Restate the entries word for word, omitting nothing.

**Collected data entries**
__________________________________________________

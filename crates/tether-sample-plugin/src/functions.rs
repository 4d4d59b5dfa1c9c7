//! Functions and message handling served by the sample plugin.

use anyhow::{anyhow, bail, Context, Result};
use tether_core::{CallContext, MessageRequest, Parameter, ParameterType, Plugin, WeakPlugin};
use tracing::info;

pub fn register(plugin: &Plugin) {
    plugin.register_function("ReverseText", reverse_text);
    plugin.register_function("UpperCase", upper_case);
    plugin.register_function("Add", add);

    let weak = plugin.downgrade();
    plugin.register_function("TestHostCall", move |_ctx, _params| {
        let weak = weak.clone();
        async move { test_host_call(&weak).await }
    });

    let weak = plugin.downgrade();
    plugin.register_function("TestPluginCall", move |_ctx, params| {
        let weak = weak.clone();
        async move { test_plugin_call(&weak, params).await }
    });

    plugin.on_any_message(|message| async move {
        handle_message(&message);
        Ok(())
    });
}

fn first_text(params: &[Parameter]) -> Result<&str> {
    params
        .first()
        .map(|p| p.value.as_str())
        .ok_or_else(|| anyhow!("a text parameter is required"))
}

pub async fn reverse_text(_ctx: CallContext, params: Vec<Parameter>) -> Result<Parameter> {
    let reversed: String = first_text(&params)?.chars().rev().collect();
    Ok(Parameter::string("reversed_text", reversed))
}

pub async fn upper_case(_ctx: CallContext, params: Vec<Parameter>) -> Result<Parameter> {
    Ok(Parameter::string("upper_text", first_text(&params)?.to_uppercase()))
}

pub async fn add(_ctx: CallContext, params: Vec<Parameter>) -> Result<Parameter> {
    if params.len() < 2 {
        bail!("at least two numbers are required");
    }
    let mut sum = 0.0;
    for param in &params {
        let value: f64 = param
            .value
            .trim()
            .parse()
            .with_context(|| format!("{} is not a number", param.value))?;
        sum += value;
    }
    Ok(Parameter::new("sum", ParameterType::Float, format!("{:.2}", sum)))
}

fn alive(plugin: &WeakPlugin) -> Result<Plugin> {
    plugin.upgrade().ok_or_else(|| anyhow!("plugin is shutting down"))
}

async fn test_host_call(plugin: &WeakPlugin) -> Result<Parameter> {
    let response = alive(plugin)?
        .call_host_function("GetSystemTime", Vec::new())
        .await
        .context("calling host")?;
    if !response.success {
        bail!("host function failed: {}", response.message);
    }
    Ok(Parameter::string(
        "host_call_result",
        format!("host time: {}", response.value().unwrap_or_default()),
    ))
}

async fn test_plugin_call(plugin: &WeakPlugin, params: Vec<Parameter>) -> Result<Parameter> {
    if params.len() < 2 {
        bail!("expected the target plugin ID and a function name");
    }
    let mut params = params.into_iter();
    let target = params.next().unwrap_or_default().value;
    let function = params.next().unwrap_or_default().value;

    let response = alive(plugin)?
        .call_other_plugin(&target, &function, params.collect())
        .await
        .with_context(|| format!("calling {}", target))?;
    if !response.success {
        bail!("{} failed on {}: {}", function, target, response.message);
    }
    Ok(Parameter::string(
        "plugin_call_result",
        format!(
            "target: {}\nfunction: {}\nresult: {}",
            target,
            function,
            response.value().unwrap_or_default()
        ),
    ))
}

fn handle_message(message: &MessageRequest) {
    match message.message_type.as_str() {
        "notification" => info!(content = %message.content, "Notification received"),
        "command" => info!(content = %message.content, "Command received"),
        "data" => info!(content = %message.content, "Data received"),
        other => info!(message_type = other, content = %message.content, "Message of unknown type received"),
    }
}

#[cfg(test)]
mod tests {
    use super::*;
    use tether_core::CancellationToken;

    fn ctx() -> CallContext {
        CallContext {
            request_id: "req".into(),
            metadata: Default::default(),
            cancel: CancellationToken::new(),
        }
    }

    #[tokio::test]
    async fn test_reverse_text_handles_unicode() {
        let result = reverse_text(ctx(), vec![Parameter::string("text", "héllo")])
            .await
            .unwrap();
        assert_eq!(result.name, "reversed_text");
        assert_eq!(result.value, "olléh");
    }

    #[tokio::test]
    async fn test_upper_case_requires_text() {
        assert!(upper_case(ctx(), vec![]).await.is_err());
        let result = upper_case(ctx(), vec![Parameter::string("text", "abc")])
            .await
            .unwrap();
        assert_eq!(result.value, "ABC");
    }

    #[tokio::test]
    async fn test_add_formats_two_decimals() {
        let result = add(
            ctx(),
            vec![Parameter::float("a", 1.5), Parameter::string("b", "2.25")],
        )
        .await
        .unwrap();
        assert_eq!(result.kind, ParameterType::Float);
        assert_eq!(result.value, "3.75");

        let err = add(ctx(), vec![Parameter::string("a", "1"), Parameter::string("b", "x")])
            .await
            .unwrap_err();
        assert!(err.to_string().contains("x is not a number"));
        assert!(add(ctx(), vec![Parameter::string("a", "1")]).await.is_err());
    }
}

__________________________________________________

**Exercise output**
filename crates/tether-sample-plugin/src/functions.rs
repository 4d4d59b5dfa1c9c7
//! Functions and message handling served by the sample plugin.

use anyhow::{anyhow, bail, Context, Result};
use tether_core::{CallContext, MessageRequest, Parameter, ParameterType, Plugin, WeakPlugin};
use tracing::info;

pub fn register(plugin: &Plugin) {
    plugin.register_function("ReverseText", reverse_text);
    plugin.register_function("UpperCase", upper_case);
    plugin.register_function("Add", add);

    let weak = plugin.downgrade();
    plugin.register_function("TestHostCall", move |_ctx, _params| {
        let weak = weak.clone();
        async move { test_host_call(&weak).await }
    });

    let weak = plugin.downgrade();
    plugin.register_function("TestPluginCall", move |_ctx, params| {
        let weak = weak.clone();
        async move { test_plugin_call(&weak, params).await }
    });

    plugin.on_any_message(|message| async move {
        handle_message(&message);
        Ok(())
    });
}

fn first_text(params: &[Parameter]) -> Result<&str> {
    params
        .first()
        .map(|p| p.value.as_str())
        .ok_or_else(|| anyhow!("a text parameter is required"))
}

pub async fn reverse_text(_ctx: CallContext, params: Vec<Parameter>) -> Result<Parameter> {
    let reversed: String = first_text(&params)?.chars().rev().collect();
    Ok(Parameter::string("reversed_text", reversed))
}

pub async fn upper_case(_ctx: CallContext, params: Vec<Parameter>) -> Result<Parameter> {
    Ok(Parameter::string("upper_text", first_text(&params)?.to_uppercase()))
}

pub async fn add(_ctx: CallContext, params: Vec<Parameter>) -> Result<Parameter> {
    if params.len() < 2 {
        bail!("at least two numbers are required");
    }
    let mut sum = 0.0;
    for param in &params {
        let value: f64 = param
            .value
            .trim()
            .parse()
            .with_context(|| format!("{} is not a number", param.value))?;
        sum += value;
    }
    Ok(Parameter::new("sum", ParameterType::Float, format!("{:.2}", sum)))
}

fn alive(plugin: &WeakPlugin) -> Result<Plugin> {
    plugin.upgrade().ok_or_else(|| anyhow!("plugin is shutting down"))
}

async fn test_host_call(plugin: &WeakPlugin) -> Result<Parameter> {
    let response = alive(plugin)?
        .call_host_function("GetSystemTime", Vec::new())
        .await
        .context("calling host")?;
    if !response.success {
        bail!("host function failed: {}", response.message);
    }
    Ok(Parameter::string(
        "host_call_result",
        format!("host time: {}", response.value().unwrap_or_default()),
    ))
}

async fn test_plugin_call(plugin: &WeakPlugin, params: Vec<Parameter>) -> Result<Parameter> {
    if params.len() < 2 {
        bail!("expected the target plugin ID and a function name");
    }
    let mut params = params.into_iter();
    let target = params.next().unwrap_or_default().value;
    let function = params.next().unwrap_or_default().value;

    let response = alive(plugin)?
        .call_other_plugin(&target, &function, params.collect())
        .await
        .with_context(|| format!("calling {}", target))?;
    if !response.success {
        bail!("{} failed on {}: {}", function, target, response.message);
    }
    Ok(Parameter::string(
        "plugin_call_result",
        format!(
            "target: {}\nfunction: {}\nresult: {}",
            target,
            function,
            response.value().unwrap_or_default()
        ),
    ))
}

fn handle_message(message: &MessageRequest) {
    match message.message_type.as_str() {
        "notification" => info!(content = %message.content, "Notification received"),
        "command" => info!(content = %message.content, "Command received"),
        "data" => info!(content = %message.content, "Data received"),
        other => info!(message_type = other, content = %message.content, "Message of unknown type received"),
    }
}

#[cfg(test)]
mod tests {
    use super::*;
    use tether_core::CancellationToken;

    fn ctx() -> CallContext {
        CallContext {
            request_id: "req".into(),
            metadata: Default::default(),
            cancel: CancellationToken::new(),
        }
    }

    #[tokio::test]
    async fn test_reverse_text_handles_unicode() {
        let result = reverse_text(ctx(), vec![Parameter::string("text", "héllo")])
            .await
            .unwrap();
        assert_eq!(result.name, "reversed_text");
        assert_eq!(result.value, "olléh");
    }

    #[tokio::test]
    async fn test_upper_case_requires_text() {
        assert!(upper_case(ctx(), vec![]).await.is_err());
        let result = upper_case(ctx(), vec![Parameter::string("text", "abc")])
            .await
            .unwrap();
        assert_eq!(result.value, "ABC");
    }

    #[tokio::test]
    async fn test_add_formats_two_decimals() {
        let result = add(
            ctx(),
            vec![Parameter::float("a", 1.5), Parameter::string("b", "2.25")],
        )
        .await
        .unwrap();
        assert_eq!(result.kind, ParameterType::Float);
        assert_eq!(result.value, "3.75");

        let err = add(ctx(), vec![Parameter::string("a", "1"), Parameter::string("b", "x")])
            .await
            .unwrap_err();
        assert!(err.to_string().contains("x is not a number"));
        assert!(add(ctx(), vec![Parameter::string("a", "1")]).await.is_err());
    }
}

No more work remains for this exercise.